▶ _Exercise details_
Please show all lines of the records that include "live".
Input records Start Marker
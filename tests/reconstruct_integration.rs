//! Integration tests for logger reconstruction
//!
//! These tests validate recovering logger bindings from board state alone:
//! - Processor chains followed back to their raw signal
//! - Synthetic names, including repeated roots
//! - Reconstructed bindings decoding a download
//! - Read timeouts aborting the whole reconstruction
//! - Sensor fusion calibration readback

#![cfg(feature = "mock-board")]

mod common;

use boardlink::backend::{MockBoard, MockModule};
use boardlink::registry::ModuleId;
use boardlink::types::{DataValue, ResourceClass};
use boardlink::{BoardError, BoardEvent};
use common::builders::{switch_log, EntryBuilder};
use common::mock_helpers::{connected_board, drain_events, settle};

/// RMS of angular velocity (processor 0) accumulated by processor 1 and
/// logged by logger 0, plus two loggers recording the switch
fn configured_board() -> MockBoard {
    MockBoard::new()
        .with_processor_config(0, &[0x13, 0x05, 0xff, 0xa0, 0x07, 0x05, 0x02, 0x01, 0x00])
        .with_processor_config(1, &[0x09, 0x03, 0x00, 0x20, 0x02, 0x0f])
        .with_logger_config(0, &[0x09, 0x03, 0x01, 0x60])
        .with_logger_config(2, &[0x01, 0x01, 0xff, 0x00])
        .with_logger_config(3, &[0x01, 0x01, 0xff, 0x00])
}

#[tokio::test]
async fn test_reconstruct_names_and_chains() {
    let (_mock, board, _events) = connected_board(configured_board()).await;

    let routes = board.reconstruct_loggers().await.unwrap();
    let mut names: Vec<_> = routes.iter().map(|r| r.name().to_string()).collect();
    names.sort();
    assert_eq!(
        names,
        vec![
            "angular-velocity/rms?id=0/accumulate?id=1",
            "switch",
            "switch~1",
        ]
    );

    let chained = routes
        .iter()
        .find(|r| r.name().starts_with("angular-velocity"))
        .unwrap();
    assert_eq!(chained.processor_ids().collect::<Vec<_>>(), vec![0, 1]);

    assert_eq!(board.bindings().len(), 3);
    let stats = board.stats();
    assert_eq!(stats.live[&ResourceClass::Logger], 3);
    assert_eq!(stats.live[&ResourceClass::Processor], 2);
}

#[tokio::test]
async fn test_reconstructed_ids_are_not_reallocated() {
    let (_mock, board, _events) = connected_board(configured_board()).await;
    board.reconstruct_loggers().await.unwrap();

    let route = board.create_route(switch_log()).await.unwrap();
    assert_eq!(
        board.route(route).unwrap().logger_ids().collect::<Vec<_>>(),
        vec![1]
    );
}

#[tokio::test]
async fn test_reconstructed_bindings_decode_downloads() {
    let mut entries = EntryBuilder::new(2).values([1]).build();
    entries.extend(EntryBuilder::new(3).starting_at(5).values([0]).build());
    let (_mock, board, events) =
        connected_board(configured_board().with_log_entries(entries)).await;

    board.reconstruct_loggers().await.unwrap();
    let summary = board.download(None).await.unwrap();
    assert_eq!(summary.samples, 2);
    assert_eq!(summary.unmatched, 0);

    settle().await;
    let mut logged: Vec<_> = drain_events(&events)
        .into_iter()
        .filter_map(|e| match e {
            BoardEvent::Log(s) => Some((s.binding, s.route, s.sample.value)),
            _ => None,
        })
        .collect();
    logged.sort_by(|a, b| a.0.cmp(&b.0));
    assert_eq!(
        logged,
        vec![
            ("switch".to_string(), None, DataValue::UInt(1)),
            ("switch~1".to_string(), None, DataValue::UInt(0)),
        ]
    );
}

#[tokio::test]
async fn test_read_timeout_aborts_reconstruction() {
    let mock = configured_board().with_silent_read(0x09, 0x02);
    let (_mock, board, _events) = connected_board(mock).await;

    let err = board.reconstruct_loggers().await.unwrap_err();
    assert!(err.is_timeout(), "unexpected error {}", err);
    assert!(board.bindings().is_empty());
    assert_eq!(board.stats().live[&ResourceClass::Logger], 0);
}

#[tokio::test]
async fn test_empty_board_reconstructs_nothing() {
    let (_mock, board, _events) = connected_board(MockBoard::new()).await;
    assert!(board.reconstruct_loggers().await.unwrap().is_empty());
    assert!(board.bindings().is_empty());
}

#[tokio::test]
async fn test_calibration_readback() {
    let mock = MockBoard::new().with_calibration([1, 2, 3]);
    let (mock, board, _events) = connected_board(mock).await;

    let state = board.read_calibration().await.unwrap();
    assert_eq!(state.accelerometer, 1);
    assert_eq!(state.gyroscope, 2);
    assert_eq!(state.magnetometer, 3);
    assert_eq!(mock.writes(), vec![vec![0x19, 0x8b]]);
}

#[tokio::test]
async fn test_calibration_needs_recent_sensor_fusion() {
    let old = MockBoard::new().with_module(ModuleId::SensorFusion, MockModule::new(0, 0));
    let (mock, board, _events) = connected_board(old).await;
    assert!(matches!(
        board.read_calibration().await,
        Err(BoardError::InvalidOperation(_))
    ));
    assert!(mock.writes().is_empty());

    let (_mock, board, _events) =
        connected_board(MockBoard::new().without_module(ModuleId::SensorFusion)).await;
    assert!(matches!(
        board.read_calibration().await,
        Err(BoardError::InvalidOperation(_))
    ));
}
Input records End Marker
▶ _Output_
    assert_eq!(stats.live[&ResourceClass::Logger], 3);
    assert_eq!(stats.live[&ResourceClass::Processor], 2);
    assert_eq!(board.stats().live[&ResourceClass::Logger], 0);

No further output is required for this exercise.